__Records to use__.

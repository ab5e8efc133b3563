//! Line-based editor scripts.
//!
//! Each non-empty line not starting with `#` is one step:
//!
//! ```text
//! select 0 5
//! bold
//! color #ff0000
//! caret 11
//! image ./cat.png
//! ```
//!
//! Offsets are character offsets into the document's text content. Toolbar
//! steps go through the same pointer-down/restore sequence a user click would.

use std::io::{BufRead, IsTerminal};
use std::path::PathBuf;

use folio_common::{UploadError, UploadFile};
use folio_editor_core::{
    ChangeListener, EditorCommand, EditorError, EditorHost, Fragment, RichTextEditor, Rgb,
    ToolbarControl, Uploader, media,
};
use miette::Diagnostic;
use thiserror::Error;

#[derive(Debug, Error, Diagnostic)]
pub enum ScriptError {
    #[error("line {line}: {message}")]
    #[diagnostic(
        code(folio::script::parse),
        help("steps: select A B, caret N, bold, italic, underline, color #hex, background #hex, font NAME, size N, paragraph, link [URL], html MARKUP, youtube URL, image PATH, media PATH")
    )]
    Parse { line: usize, message: String },

    #[error("line {line}: `{step}` failed")]
    #[diagnostic(code(folio::script::step))]
    Step {
        line: usize,
        step: String,
        #[source]
        #[diagnostic_source]
        source: EditorError,
    },

    #[error("line {line}: could not read file")]
    #[diagnostic(code(folio::script::file))]
    File {
        line: usize,
        #[source]
        #[diagnostic_source]
        source: UploadError,
    },
}

#[derive(Debug, Clone, PartialEq)]
pub enum Step {
    Select(usize, usize),
    Caret(usize),
    Bold,
    Italic,
    Underline,
    TextColor(Rgb),
    Background(Rgb),
    Font(String),
    Size(u32),
    Paragraph,
    Link(Option<String>),
    Html(String),
    YouTube(String),
    Image(PathBuf),
    Media(PathBuf),
}

/// A parsed step with its 1-based source line.
#[derive(Debug, Clone, PartialEq)]
pub struct ScriptLine {
    pub line: usize,
    pub text: String,
    pub step: Step,
}

pub fn parse(script: &str) -> Result<Vec<ScriptLine>, ScriptError> {
    let mut steps = Vec::new();
    for (idx, raw) in script.lines().enumerate() {
        let line = idx + 1;
        let text = raw.trim();
        if text.is_empty() || text.starts_with('#') {
            continue;
        }
        let (word, rest) = match text.split_once(char::is_whitespace) {
            Some((word, rest)) => (word, rest.trim()),
            None => (text, ""),
        };
        let err = |message: String| ScriptError::Parse { line, message };
        let number = |s: &str| {
            s.parse::<usize>()
                .map_err(|_| err(format!("expected a number, got `{s}`")))
        };
        let required = |what: &str| {
            if rest.is_empty() {
                Err(err(format!("`{word}` needs {what}")))
            } else {
                Ok(rest.to_owned())
            }
        };
        let color = || {
            required("a color")?
                .parse::<Rgb>()
                .map_err(|_| err(format!("invalid color `{rest}`")))
        };

        let step = match word.to_ascii_lowercase().as_str() {
            "select" => {
                let mut parts = rest.split_whitespace();
                match (parts.next(), parts.next(), parts.next()) {
                    (Some(a), Some(b), None) => Step::Select(number(a)?, number(b)?),
                    _ => return Err(err("`select` needs two offsets".into())),
                }
            }
            "caret" => Step::Caret(number(&required("an offset")?)?),
            "bold" => Step::Bold,
            "italic" => Step::Italic,
            "underline" => Step::Underline,
            "paragraph" => Step::Paragraph,
            "color" => Step::TextColor(color()?),
            "background" => Step::Background(color()?),
            "font" => Step::Font(required("a font family")?),
            "size" => {
                let value = required("a size")?;
                let px = value
                    .trim_end_matches("px")
                    .parse::<u32>()
                    .map_err(|_| err(format!("invalid size `{value}`")))?;
                Step::Size(px)
            }
            "link" => Step::Link((!rest.is_empty()).then(|| rest.to_owned())),
            "html" => Step::Html(required("markup")?),
            "youtube" => Step::YouTube(required("a URL")?),
            "image" => Step::Image(PathBuf::from(required("a path")?)),
            "media" => Step::Media(PathBuf::from(required("a path")?)),
            other => return Err(err(format!("unknown step `{other}`"))),
        };
        steps.push(ScriptLine {
            line,
            text: text.to_owned(),
            step,
        });
    }
    Ok(steps)
}

/// Run parsed steps against an editor, stopping at the first failure.
pub async fn run<H, L, U>(
    editor: &mut RichTextEditor<H, L>,
    uploader: &U,
    steps: &[ScriptLine],
) -> Result<(), ScriptError>
where
    H: EditorHost,
    L: ChangeListener,
    U: Uploader,
{
    for script_line in steps {
        let line = script_line.line;
        tracing::debug!(line, step = %script_line.text, "running step");
        let result = match &script_line.step {
            Step::Select(a, b) => {
                editor.select_text(*a, *b);
                Ok(())
            }
            Step::Caret(n) => {
                editor.select_text(*n, *n);
                Ok(())
            }
            Step::Bold => button(editor, |ed| ed.bold()),
            Step::Italic => button(editor, |ed| ed.italic()),
            Step::Underline => button(editor, |ed| ed.underline()),
            Step::Paragraph => button(editor, |ed| ed.insert_paragraph()),
            Step::TextColor(color) => {
                editor.toolbar_pointer_down(ToolbarControl::Input);
                editor.set_text_color(*color).map(drop)
            }
            Step::Background(color) => {
                editor.toolbar_pointer_down(ToolbarControl::Input);
                editor.set_background_color(*color).map(drop)
            }
            Step::Font(family) => {
                editor.toolbar_pointer_down(ToolbarControl::Select);
                editor.set_font_family(family).map(drop)
            }
            Step::Size(px) => {
                editor.toolbar_pointer_down(ToolbarControl::Select);
                editor.set_font_size(*px).map(drop)
            }
            Step::Link(url) => button(editor, |ed| ed.execute(EditorCommand::CreateLink(url.clone()))),
            Step::Html(markup) => editor
                .execute(EditorCommand::InsertHtml(Fragment::parse(markup)))
                .map(drop),
            Step::YouTube(url) => button(editor, |ed| ed.insert_youtube_url(url)),
            Step::Image(path) | Step::Media(path) => {
                let file = UploadFile::from_path(path)
                    .map_err(|source| ScriptError::File { line, source })?;
                editor.toolbar_pointer_down(ToolbarControl::Label);
                let inserted = if matches!(script_line.step, Step::Image(_)) {
                    media::insert_image(editor, uploader, Some(file)).await
                } else {
                    media::insert_media(editor, uploader, Some(file)).await
                };
                inserted.map(|reference| {
                    if let Some(reference) = reference {
                        tracing::info!(line, url = %reference.url, "embedded upload");
                    }
                })
            }
        };
        result.map_err(|source| ScriptError::Step {
            line,
            step: script_line.text.clone(),
            source,
        })?;
    }
    Ok(())
}

/// Toolbar button: pointer-down keeps editor focus, then the command runs.
fn button<H, L>(
    editor: &mut RichTextEditor<H, L>,
    command: impl FnOnce(&mut RichTextEditor<H, L>) -> Result<bool, EditorError>,
) -> Result<(), EditorError>
where
    H: EditorHost,
    L: ChangeListener,
{
    editor.toolbar_pointer_down(ToolbarControl::Button);
    command(editor).map(drop)
}

/// Terminal host: prompts read a line from stdin when it is a terminal,
/// alerts go to stderr.
#[derive(Debug, Clone, Copy)]
pub struct TerminalHost {
    interactive: bool,
}

impl TerminalHost {
    pub fn new() -> Self {
        Self {
            interactive: std::io::stdin().is_terminal(),
        }
    }
}

impl Default for TerminalHost {
    fn default() -> Self {
        Self::new()
    }
}

impl EditorHost for TerminalHost {
    fn prompt(&self, message: &str, default: &str) -> Option<String> {
        if !self.interactive {
            tracing::debug!(prompt = message, "stdin is not a terminal, prompt cancelled");
            return None;
        }
        eprint!("{message} [{default}] ");
        let mut answer = String::new();
        match std::io::stdin().lock().read_line(&mut answer) {
            Ok(0) | Err(_) => None,
            Ok(_) => match answer.trim() {
                "" => Some(default.to_owned()),
                answer => Some(answer.to_owned()),
            },
        }
    }

    fn alert(&self, message: &str) {
        eprintln!("⚠ {message}");
    }
}

#[cfg(test)]
mod tests {
    use super::*;

    struct FixedUploader;

    impl Uploader for FixedUploader {
        async fn upload(&self, file: &UploadFile) -> Result<String, UploadError> {
            Ok(format!("uploads/{}", file.name))
        }
    }

    fn editor(html: &str) -> RichTextEditor {
        let mut editor = RichTextEditor::default();
        editor.seed(html);
        editor
    }

    #[test]
    fn test_parse_steps() {
        let steps = parse(
            "# heading\nselect 0 5\n\nbold\ncolor #f00\nsize 24px\nlink\nlink http://x.com\nfont Times New Roman\n",
        )
        .unwrap();
        let steps: Vec<Step> = steps.into_iter().map(|s| s.step).collect();
        assert_eq!(
            steps,
            vec![
                Step::Select(0, 5),
                Step::Bold,
                Step::TextColor(Rgb(0xff, 0, 0)),
                Step::Size(24),
                Step::Link(None),
                Step::Link(Some("http://x.com".into())),
                Step::Font("Times New Roman".into()),
            ]
        );
    }

    #[test]
    fn test_parse_errors_carry_line() {
        let err = parse("bold\nselect 1\n").unwrap_err();
        assert_eq!(err.to_string(), "line 2: `select` needs two offsets");
        let err = parse("strike").unwrap_err();
        assert_eq!(err.to_string(), "line 1: unknown step `strike`");
        let err = parse("color blue").unwrap_err();
        assert_eq!(err.to_string(), "line 1: invalid color `blue`");
    }

    #[tokio::test]
    async fn test_run_formatting_script() {
        let mut ed = editor("<p>hello world</p>");
        let steps = parse("select 0 5\nbold\nselect 6 11\ncolor #00ff00\ncaret 11\nlink http://x.com").unwrap();
        run(&mut ed, &FixedUploader, &steps).await.unwrap();
        assert_eq!(
            ed.to_html(),
            r##"<p><b>hello</b> <font color="#00ff00">world<a href="http://x.com">http://x.com</a></font></p>"##
        );
        assert_eq!(ed.revision(), 3);
    }

    #[tokio::test]
    async fn test_invalid_youtube_stops_script() {
        let mut ed = editor("<p>a</p>");
        let steps = parse("youtube not a url\nbold").unwrap();
        let err = run(&mut ed, &FixedUploader, &steps).await.unwrap_err();
        assert!(matches!(
            err,
            ScriptError::Step {
                line: 1,
                source: EditorError::InvalidYouTubeUrl(_),
                ..
            }
        ));
        assert_eq!(ed.to_html(), "<p>a</p>");
    }

    #[tokio::test]
    async fn test_missing_image_file() {
        let mut ed = editor("<p>a</p>");
        let steps = parse("image /nonexistent/cat.png").unwrap();
        let err = run(&mut ed, &FixedUploader, &steps).await.unwrap_err();
        assert!(matches!(err, ScriptError::File { line: 1, .. }));
        assert_eq!(ed.revision(), 0);
    }
}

__Required action__.
Look through the entries above. Copy out every line holding the word "strike".

__Solution to this problem__.
        let err = parse("strike").unwrap_err();
        assert_eq!(err.to_string(), "line 1: unknown step `strike`");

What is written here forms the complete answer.